■ **DATA SECTION**
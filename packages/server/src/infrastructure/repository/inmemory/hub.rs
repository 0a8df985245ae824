//! InMemory Hub Repository 実装
//!
//! ドメイン層が定義する HubRepository trait の具体的な実装。
//! `Hub` 集約を 1 つの Mutex で保護し、全ての状態変更をロック内で同期的に完了させます。
//! ロック中に I/O を待つことはないため、変更は単一スレッドで順番に実行されるのと同じ結果になります。

use std::{collections::BTreeSet, sync::Arc};

use async_trait::async_trait;
use tokio::sync::Mutex;

use crate::domain::{
    Connection, ConnectionId, ConnectionMetadata, DisplayName, Hub, HubRepository, Identity,
    RepositoryError, Room, RoomId, Timestamp,
};

/// インメモリ Hub Repository 実装
pub struct InMemoryHubRepository {
    hub: Arc<Mutex<Hub>>,
}

impl InMemoryHubRepository {
    /// 新しい InMemoryHubRepository を作成
    pub fn new(hub: Arc<Mutex<Hub>>) -> Self {
        Self { hub }
    }
}

#[async_trait]
impl HubRepository for InMemoryHubRepository {
    async fn register(
        &self,
        identity: Identity,
        metadata: ConnectionMetadata,
        connected_at: Timestamp,
    ) -> ConnectionId {
        let mut hub = self.hub.lock().await;
        hub.register(identity, metadata, connected_at)
    }

    async fn lookup(&self, id: &ConnectionId) -> Option<Connection> {
        let hub = self.hub.lock().await;
        hub.lookup(id).cloned()
    }

    async fn unregister(&self, id: &ConnectionId) -> Option<Connection> {
        let mut hub = self.hub.lock().await;
        hub.unregister(id)
    }

    async fn update_identity(
        &self,
        id: &ConnectionId,
        name: DisplayName,
    ) -> Result<(), RepositoryError> {
        let mut hub = self.hub.lock().await;
        hub.update_identity(id, name)
    }

    async fn join(&self, id: &ConnectionId, room_id: RoomId) -> Result<bool, RepositoryError> {
        let mut hub = self.hub.lock().await;
        hub.join(id, room_id)
    }

    async fn leave(&self, id: &ConnectionId, room_id: &RoomId) -> Result<bool, RepositoryError> {
        let mut hub = self.hub.lock().await;
        hub.leave(id, room_id)
    }

    async fn leave_all(&self, id: &ConnectionId) -> Vec<RoomId> {
        let mut hub = self.hub.lock().await;
        hub.leave_all(id)
    }

    async fn members_of(&self, room_id: &RoomId) -> BTreeSet<ConnectionId> {
        let hub = self.hub.lock().await;
        hub.members_of(room_id)
    }

    async fn all_connection_ids(&self) -> Vec<ConnectionId> {
        let hub = self.hub.lock().await;
        hub.connection_ids()
    }

    async fn list_connections(&self) -> Vec<Connection> {
        let hub = self.hub.lock().await;
        let mut connections: Vec<Connection> = hub.connections().cloned().collect();
        connections.sort_by_key(|c| (c.connected_at, c.id.clone()));
        connections
    }

    async fn list_rooms(&self) -> Vec<Room> {
        let hub = self.hub.lock().await;
        let mut rooms: Vec<Room> = hub.rooms().cloned().collect();
        rooms.sort_by(|a, b| a.id.cmp(&b.id));
        rooms
    }

    async fn get_room(&self, room_id: &RoomId) -> Option<Room> {
        let hub = self.hub.lock().await;
        hub.room(room_id).cloned()
    }
}

#[cfg(test)]
mod tests {
    use super::*;

    // ========================================
    // テスト作業記録
    // ========================================
    // 【何をテストするか】
    // - InMemoryHubRepository が Hub の操作をロック内で正しく委譲すること
    // - 並行して join / leave_all / unregister が走っても整合性が崩れないこと
    //
    // 【なぜこのテストが必要か】
    // - UseCase 層はこの Repository を通してのみ状態を変更する
    // - 複数の接続タスクから同時に呼ばれるため、直列化が保証されている必要がある
    // ========================================

    fn room(id: &str) -> RoomId {
        RoomId::new(id.to_string()).unwrap()
    }

    fn create_test_repository() -> (InMemoryHubRepository, Arc<Mutex<Hub>>) {
        let hub = Arc::new(Mutex::new(Hub::with_durable_rooms([room("hall-1")])));
        (InMemoryHubRepository::new(hub.clone()), hub)
    }

    async fn register(repo: &InMemoryHubRepository, identity: &str) -> ConnectionId {
        repo.register(
            Identity::new(identity.to_string()).unwrap(),
            ConnectionMetadata::default(),
            Timestamp::new(0),
        )
        .await
    }

    #[tokio::test]
    async fn test_register_and_lookup() {
        // テスト項目: 登録した接続を取得できる
        // given (前提条件):
        let (repo, _hub) = create_test_repository();

        // when (操作):
        let id = register(&repo, "alice").await;
        let found = repo.lookup(&id).await;

        // then (期待する結果):
        assert_eq!(found.map(|c| c.identity.into_string()), Some("alice".to_string()));
        assert_eq!(repo.all_connection_ids().await, vec![id]);
    }

    #[tokio::test]
    async fn test_join_and_members_of() {
        // テスト項目: join したメンバーが members_of に含まれる
        // given (前提条件):
        let (repo, _hub) = create_test_repository();
        let alice = register(&repo, "alice").await;
        let bob = register(&repo, "bob").await;

        // when (操作):
        repo.join(&alice, room("hall-1")).await.unwrap();
        repo.join(&bob, room("hall-1")).await.unwrap();

        // then (期待する結果):
        let members = repo.members_of(&room("hall-1")).await;
        assert_eq!(members, BTreeSet::from([alice, bob]));
    }

    #[tokio::test]
    async fn test_list_rooms_includes_empty_durable_room() {
        // テスト項目: 空の永続ルームも一覧に含まれる
        // given (前提条件):
        let (repo, _hub) = create_test_repository();

        // when (操作):
        let rooms = repo.list_rooms().await;

        // then (期待する結果):
        assert_eq!(rooms.len(), 1);
        assert_eq!(rooms[0].id, room("hall-1"));
        assert!(rooms[0].durable);
    }

    #[tokio::test]
    async fn test_concurrent_operations_keep_state_consistent() {
        // テスト項目: 複数タスクから同時に操作しても双方向の整合性が保たれる
        // given (前提条件):
        let (repo, hub) = create_test_repository();
        let repo = Arc::new(repo);

        // when (操作):
        let mut handles = Vec::new();
        for i in 0..16 {
            let repo = repo.clone();
            handles.push(tokio::spawn(async move {
                let id = register(&repo, &format!("user-{i}")).await;
                repo.join(&id, room("hall-1")).await.unwrap();
                repo.join(&id, room(&format!("booth-{}", i % 3))).await.unwrap();
                if i % 2 == 0 {
                    repo.leave_all(&id).await;
                    repo.unregister(&id).await;
                }
            }));
        }
        for handle in handles {
            handle.await.unwrap();
        }

        // then (期待する結果):
        let hub = hub.lock().await;
        assert!(hub.is_consistent());
        assert_eq!(hub.connection_ids().len(), 8);
        assert_eq!(hub.members_of(&room("hall-1")).len(), 8);
    }
}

■ **WHAT TO PRODUCE**
An exact retyping of every line in the records is needed.

■ **EXERCISE RESULT**
filename packages/server/src/infrastructure/repository/inmemory/hub.rs
repository 0a8df985245ae824
//! InMemory Hub Repository 実装
//!
//! ドメイン層が定義する HubRepository trait の具体的な実装。
//! `Hub` 集約を 1 つの Mutex で保護し、全ての状態変更をロック内で同期的に完了させます。
//! ロック中に I/O を待つことはないため、変更は単一スレッドで順番に実行されるのと同じ結果になります。

use std::{collections::BTreeSet, sync::Arc};

use async_trait::async_trait;
use tokio::sync::Mutex;

use crate::domain::{
    Connection, ConnectionId, ConnectionMetadata, DisplayName, Hub, HubRepository, Identity,
    RepositoryError, Room, RoomId, Timestamp,
};

/// インメモリ Hub Repository 実装
pub struct InMemoryHubRepository {
    hub: Arc<Mutex<Hub>>,
}

impl InMemoryHubRepository {
    /// 新しい InMemoryHubRepository を作成
    pub fn new(hub: Arc<Mutex<Hub>>) -> Self {
        Self { hub }
    }
}

#[async_trait]
impl HubRepository for InMemoryHubRepository {
    async fn register(
        &self,
        identity: Identity,
        metadata: ConnectionMetadata,
        connected_at: Timestamp,
    ) -> ConnectionId {
        let mut hub = self.hub.lock().await;
        hub.register(identity, metadata, connected_at)
    }

    async fn lookup(&self, id: &ConnectionId) -> Option<Connection> {
        let hub = self.hub.lock().await;
        hub.lookup(id).cloned()
    }

    async fn unregister(&self, id: &ConnectionId) -> Option<Connection> {
        let mut hub = self.hub.lock().await;
        hub.unregister(id)
    }

    async fn update_identity(
        &self,
        id: &ConnectionId,
        name: DisplayName,
    ) -> Result<(), RepositoryError> {
        let mut hub = self.hub.lock().await;
        hub.update_identity(id, name)
    }

    async fn join(&self, id: &ConnectionId, room_id: RoomId) -> Result<bool, RepositoryError> {
        let mut hub = self.hub.lock().await;
        hub.join(id, room_id)
    }

    async fn leave(&self, id: &ConnectionId, room_id: &RoomId) -> Result<bool, RepositoryError> {
        let mut hub = self.hub.lock().await;
        hub.leave(id, room_id)
    }

    async fn leave_all(&self, id: &ConnectionId) -> Vec<RoomId> {
        let mut hub = self.hub.lock().await;
        hub.leave_all(id)
    }

    async fn members_of(&self, room_id: &RoomId) -> BTreeSet<ConnectionId> {
        let hub = self.hub.lock().await;
        hub.members_of(room_id)
    }

    async fn all_connection_ids(&self) -> Vec<ConnectionId> {
        let hub = self.hub.lock().await;
        hub.connection_ids()
    }

    async fn list_connections(&self) -> Vec<Connection> {
        let hub = self.hub.lock().await;
        let mut connections: Vec<Connection> = hub.connections().cloned().collect();
        connections.sort_by_key(|c| (c.connected_at, c.id.clone()));
        connections
    }

    async fn list_rooms(&self) -> Vec<Room> {
        let hub = self.hub.lock().await;
        let mut rooms: Vec<Room> = hub.rooms().cloned().collect();
        rooms.sort_by(|a, b| a.id.cmp(&b.id));
        rooms
    }

    async fn get_room(&self, room_id: &RoomId) -> Option<Room> {
        let hub = self.hub.lock().await;
        hub.room(room_id).cloned()
    }
}

#[cfg(test)]
mod tests {
    use super::*;

    // ========================================
    // テスト作業記録
    // ========================================
    // 【何をテストするか】
    // - InMemoryHubRepository が Hub の操作をロック内で正しく委譲すること
    // - 並行して join / leave_all / unregister が走っても整合性が崩れないこと
    //
    // 【なぜこのテストが必要か】
    // - UseCase 層はこの Repository を通してのみ状態を変更する
    // - 複数の接続タスクから同時に呼ばれるため、直列化が保証されている必要がある
    // ========================================

    fn room(id: &str) -> RoomId {
        RoomId::new(id.to_string()).unwrap()
    }

    fn create_test_repository() -> (InMemoryHubRepository, Arc<Mutex<Hub>>) {
        let hub = Arc::new(Mutex::new(Hub::with_durable_rooms([room("hall-1")])));
        (InMemoryHubRepository::new(hub.clone()), hub)
    }

    async fn register(repo: &InMemoryHubRepository, identity: &str) -> ConnectionId {
        repo.register(
            Identity::new(identity.to_string()).unwrap(),
            ConnectionMetadata::default(),
            Timestamp::new(0),
        )
        .await
    }

    #[tokio::test]
    async fn test_register_and_lookup() {
        // テスト項目: 登録した接続を取得できる
        // given (前提条件):
        let (repo, _hub) = create_test_repository();

        // when (操作):
        let id = register(&repo, "alice").await;
        let found = repo.lookup(&id).await;

        // then (期待する結果):
        assert_eq!(found.map(|c| c.identity.into_string()), Some("alice".to_string()));
        assert_eq!(repo.all_connection_ids().await, vec![id]);
    }

    #[tokio::test]
    async fn test_join_and_members_of() {
        // テスト項目: join したメンバーが members_of に含まれる
        // given (前提条件):
        let (repo, _hub) = create_test_repository();
        let alice = register(&repo, "alice").await;
        let bob = register(&repo, "bob").await;

        // when (操作):
        repo.join(&alice, room("hall-1")).await.unwrap();
        repo.join(&bob, room("hall-1")).await.unwrap();

        // then (期待する結果):
        let members = repo.members_of(&room("hall-1")).await;
        assert_eq!(members, BTreeSet::from([alice, bob]));
    }

    #[tokio::test]
    async fn test_list_rooms_includes_empty_durable_room() {
        // テスト項目: 空の永続ルームも一覧に含まれる
        // given (前提条件):
        let (repo, _hub) = create_test_repository();

        // when (操作):
        let rooms = repo.list_rooms().await;

        // then (期待する結果):
        assert_eq!(rooms.len(), 1);
        assert_eq!(rooms[0].id, room("hall-1"));
        assert!(rooms[0].durable);
    }

    #[tokio::test]
    async fn test_concurrent_operations_keep_state_consistent() {
        // テスト項目: 複数タスクから同時に操作しても双方向の整合性が保たれる
        // given (前提条件):
        let (repo, hub) = create_test_repository();
        let repo = Arc::new(repo);

        // when (操作):
        let mut handles = Vec::new();
        for i in 0..16 {
            let repo = repo.clone();
            handles.push(tokio::spawn(async move {
                let id = register(&repo, &format!("user-{i}")).await;
                repo.join(&id, room("hall-1")).await.unwrap();
                repo.join(&id, room(&format!("booth-{}", i % 3))).await.unwrap();
                if i % 2 == 0 {
                    repo.leave_all(&id).await;
                    repo.unregister(&id).await;
                }
            }));
        }
        for handle in handles {
            handle.await.unwrap();
        }

        // then (期待する結果):
        let hub = hub.lock().await;
        assert!(hub.is_consistent());
        assert_eq!(hub.connection_ids().len(), 8);
        assert_eq!(hub.members_of(&room("hall-1")).len(), 8);
    }
}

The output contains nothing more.